Na reunião pedagógica semanal da escola, o coordenador apresentou algumas produções de texto dos alunos do 3.º ano do ensino fundamental para que o grupo de professores analisassem as melhores formas de intervenção. Com relação a essa situação hipotética e aos diversos aspectos a ela relacionados, assinale a opção correta.
- A)Este tipo de ação adotada pelo coordenador não é recomendado, pois expõe os erros das crianças.
Errada, porque analisar produções de alunos na formação docente é uma estratégia legítima e formativa, não uma exposição indevida quando feita com cuidado ético.
- B)Trabalhos coletivos como o adotado pelo coordenador não devem ser adotados na formação continuada do professor.
Errada, pois trabalhos coletivos e colaborativos são justamente muito usados na formação continuada para promover reflexão e troca de experiências.
- C)Como professor pedagogo, o coordenador deve ter todas as respostas para orientar as ações docentes.
Errada, porque o coordenador pedagógico não precisa ter todas as respostas; seu papel é mediar, provocar reflexão e organizar o trabalho coletivo.
- D)Nesse tipo de ação, só devem ser apresentados textos de excelência para não constranger os alunos.
Errada, porque a formação docente não deve se limitar a textos perfeitos, já que os erros também são fontes valiosas de diagnóstico e intervenção.
- E)Exemplos concretos e a troca de ideias, como ocorrido na situação em questão, contribuem para o trabalho formativo do professor.

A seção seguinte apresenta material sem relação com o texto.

#[cfg(test)]
mod tests {
    use crate::keydef::{FieldType, KeyDef, KeyDefOpts, KeyPart};
    use crate::msgpack;
    use crate::tuple::{Tuple, TupleError, TupleFormat};

    fn key_def(parts: &[(u32, FieldType)]) -> KeyDef {
        KeyDef::new(
            parts
                .iter()
                .map(|&(field_no, field_type)| KeyPart {
                    field_no,
                    field_type,
                })
                .collect(),
            KeyDefOpts::default(),
        )
    }

    fn encode(values: &[u64]) -> Vec<u8> {
        let mut buf = Vec::new();
        msgpack::write_array_len(&mut buf, values.len() as u32);
        for v in values {
            msgpack::write_uint(&mut buf, *v);
        }
        buf
    }

    #[test]
    fn tuple_round_trips_data() {
        let def = key_def(&[(0, FieldType::Unsigned)]);
        let format = TupleFormat::new(&[&def], None).unwrap();
        let data = encode(&[1, 2, 3]);
        let tuple = Tuple::new(format, &data).unwrap();
        assert_eq!(tuple.data(), data.as_slice());
        assert_eq!(tuple.field_count(), 3);
    }

    #[test]
    fn indexed_fields_get_offset_slots() {
        let primary = key_def(&[(0, FieldType::Unsigned)]);
        let secondary = key_def(&[(2, FieldType::Unsigned), (1, FieldType::Unsigned)]);
        let format = TupleFormat::new(&[&primary, &secondary], None).unwrap();
        // Fields 1 and 2 are indexed and past field 0.
        assert_eq!(format.offset_count(), 2);

        let data = encode(&[10, 20, 30, 40]);
        let tuple = Tuple::new(format, &data).unwrap();

        for (field_no, expect) in [(0u32, 10u64), (1, 20), (2, 30), (3, 40)] {
            let raw = tuple.field(field_no).unwrap();
            let (v, _) = msgpack::read_uint(raw).unwrap();
            assert_eq!(v, expect, "field {field_no}");
        }
    }

    #[test]
    fn type_validation_on_ingest() {
        let def = key_def(&[(1, FieldType::String)]);
        let format = TupleFormat::new(&[&def], None).unwrap();
        let data = encode(&[1, 2]);
        assert!(matches!(
            Tuple::new(format, &data),
            Err(TupleError::KeyDef(_))
        ));
    }

    #[test]
    fn exact_field_count_enforced() {
        let def = key_def(&[(0, FieldType::Unsigned)]);
        let format = TupleFormat::new(&[&def], Some(3)).unwrap();
        assert!(matches!(
            Tuple::new(format.clone(), &encode(&[1, 2])),
            Err(TupleError::FieldCountMismatch {
                expected: 3,
                found: 2
            })
        ));
        assert!(Tuple::new(format, &encode(&[1, 2, 3])).is_ok());
    }

    #[test]
    fn short_tuple_rejected() {
        let def = key_def(&[(0, FieldType::Unsigned), (1, FieldType::Unsigned)]);
        let format = TupleFormat::new(&[&def], None).unwrap();
        assert!(matches!(
            Tuple::new(format, &encode(&[7])),
            Err(TupleError::TooFewFields {
                required: 2,
                found: 1
            })
        ));
    }

    #[test]
    fn non_array_body_rejected() {
        let format = TupleFormat::empty();
        let mut data = Vec::new();
        msgpack::write_uint(&mut data, 42);
        assert!(matches!(
            Tuple::new(format, &data),
            Err(TupleError::NotAnArray)
        ));
    }

    #[test]
    fn field_types_union_across_defs() {
        let a = key_def(&[(1, FieldType::Number)]);
        let b = key_def(&[(1, FieldType::Unsigned)]);
        let format = TupleFormat::new(&[&a, &b], None).unwrap();
        assert_eq!(format.field_type(1), FieldType::Unsigned);
        assert_eq!(format.field_type(9), FieldType::Any);
    }
}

Certa, porque o uso de situações concretas e a troca de ideias favorecem a análise pedagógica e tornam a formação mais efetiva.
Gabarito: E
A formação continuada do professor ganha força quando sai do abstrato e vai para a sala de aula real. Quando o coordenador traz produções dos alunos para análise coletiva, ele cria uma oportunidade concreta de reflexão: o grupo observa como os estudantes pensam, escrevem, erram e avançam, e disso nasce uma intervenção mais precisa. É o famoso "olhar o que acontece de verdade", em vez de trabalhar só com teoria bonita na parede. Esse tipo de situação combina com uma visão formativa da coordenação pedagógica, que atua como articuladora do trabalho docente. A ideia não é expor alunos, mas analisar produções como objetos de estudo pedagógico, com foco no processo de aprendizagem e na melhoria das práticas de ensino. O que importa aqui é a ética do uso do material: preservar a identificação dos estudantes e usar os textos para promover reflexão profissional. Por isso, a alternativa E está correta: exemplos concretos e a troca de ideias fortalecem o trabalho formativo do professor, porque ajudam o grupo a diagnosticar dificuldades, comparar estratégias e planejar intervenções mais eficazes. Em termos de orientação geral da LDB (Lei 9.394/1996), a escola deve articular teoria e prática e promover o aperfeiçoamento profissional continuado, o que combina perfeitamente com essa dinâmica colaborativa. As demais opções tropeçam numa visão distorcida: tratam o erro como algo proibido, a formação como individual e solitária, ou o coordenador como se fosse um "enciclopédia ambulante". Na prática pedagógica, ninguém precisa saber tudo para mediar boas discussões; precisa saber perguntar, analisar e conduzir o grupo a pensar melhor.